In short: Has the Our Gang concept still got any relevance to the kids of today? Oh sure there are no doubt still kids in the USA, UK and elsewhere who live in dire poverty like the early 1920s Gang but they are a dwindling minority. Many kids today don't even bother with TV, it's old tech as far as they are concerned. For many tech savvy kids even computers are for oldies, it's all smart phones and tablets for most, three thousand 'friends' on FacePalm but none in real life. They think that they're miniature adults at age ten but in reality they lack most of the basic freedoms that kids enjoyed in the past. camping out all night, skinny dipping, cycle rides, having simple and uncomplicated fun out of doors with other kids. Nowadays kids' lives are subject to excessive parental control, in some cases even when they've reached their twenties. We members of this forum like Our Gang but we are adults and perhaps we identify with elements from our own childhoods, that we shared with Our Gang, but much of that doesn't apply to today's kids.

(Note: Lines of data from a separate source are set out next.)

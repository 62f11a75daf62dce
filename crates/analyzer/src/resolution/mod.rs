//! Total symbol resolution against the accumulated program database.
//!
//! Every lookup returns a canonical entity. References that match nothing
//! known produce placeholders tagged `missing`, so edges built from the
//! result are always well-formed.

pub mod inheritance;
pub mod kind;
pub mod missing;
pub mod resolver;


pub use kind::{FieldKind, MemberKind, MemberReference, MethodKind};
pub use missing::{create_missing_class, create_missing_field, create_missing_method};
pub use resolver::Resolver;
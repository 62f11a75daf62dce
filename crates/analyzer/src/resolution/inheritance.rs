use rustc_hash::FxHashSet;
use tracing::warn;

use crate::model::{ClassId, Member, MemberView};
use crate::program::ProgramDatabase;
use crate::resolution::kind::{MemberKind, MemberReference};

/// Walks up the `extends` chain from `start` looking for a member visible to subclasses.
///
/// Private matches are skipped. A `missing` match ends the walk: nothing
/// real is assumed to be reachable above a placeholder. The returned view has
/// `enclosing == declaring == ` the class that holds the member; callers
/// rewrite `enclosing_class` to the requesting class.
pub fn find_inherited<K: MemberKind>(
    db: &ProgramDatabase,
    reference: &K::Ref,
    start: ClassId,
) -> Option<MemberView<K::Id>> {
    let mut visited = FxHashSet::default();
    let mut current = Some(start);

    while let Some(class_id) = current {
        if !visited.insert(class_id) {
            warn!(
                class = %db.class(class_id).fqcn,
                "Inheritance cycle while resolving {} {}",
                K::KIND,
                reference.signature()
            );
            return None;
        }
        if let Some(member) = scan_class::<K>(db, class_id, reference) {
            return Some(MemberView::direct(member, class_id));
        }
        current = db.superclass_of(class_id);
    }

    None
}

fn scan_class<K: MemberKind>(
    db: &ProgramDatabase,
    class_id: ClassId,
    reference: &K::Ref,
) -> Option<K::Id> {
    let mut candidates: Vec<K::Id> = K::own_table(db.class(class_id))
        .values()
        .copied()
        .filter(|&id| K::entity(db, id).name() == reference.name())
        .collect();
    // Stable: exact descriptor first, table order otherwise.
    candidates.sort_by_key(|&id| K::entity(db, id).descriptor() != reference.descriptor());

    candidates.into_iter().find(|&id| {
        let member = K::entity(db, id);
        member.is_missing() || member.modifiers().is_not_private()
    })
}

So is the Our Gang concept a product of it's time, just an interesting slice of celluloid history? Or could it be adapted to a new audience? If you think that it could, how could it be adapted? I mean the curious hybrid 1930s/present day mixture of the 1994 film and it's direct to dustbin imitators are contrived and unrealistic. So how should a new Our Gang be portrayed, as a period series that's set in the time of the original version or as a present day series with characters who dress like and reflect the interests of the kids of today? Or should it stick to the 1994 concept of an alternate reality that's set in the present but in which kids dress like they live in the 1930s? These days would anyone really have a cowlick like Alfalfa? Should there even be an 'Alfalfa,' a 'Spanky' or a 'Darla'? Or are sticking with those well known characters simply shackling the whole concept too firmly to a long dead past?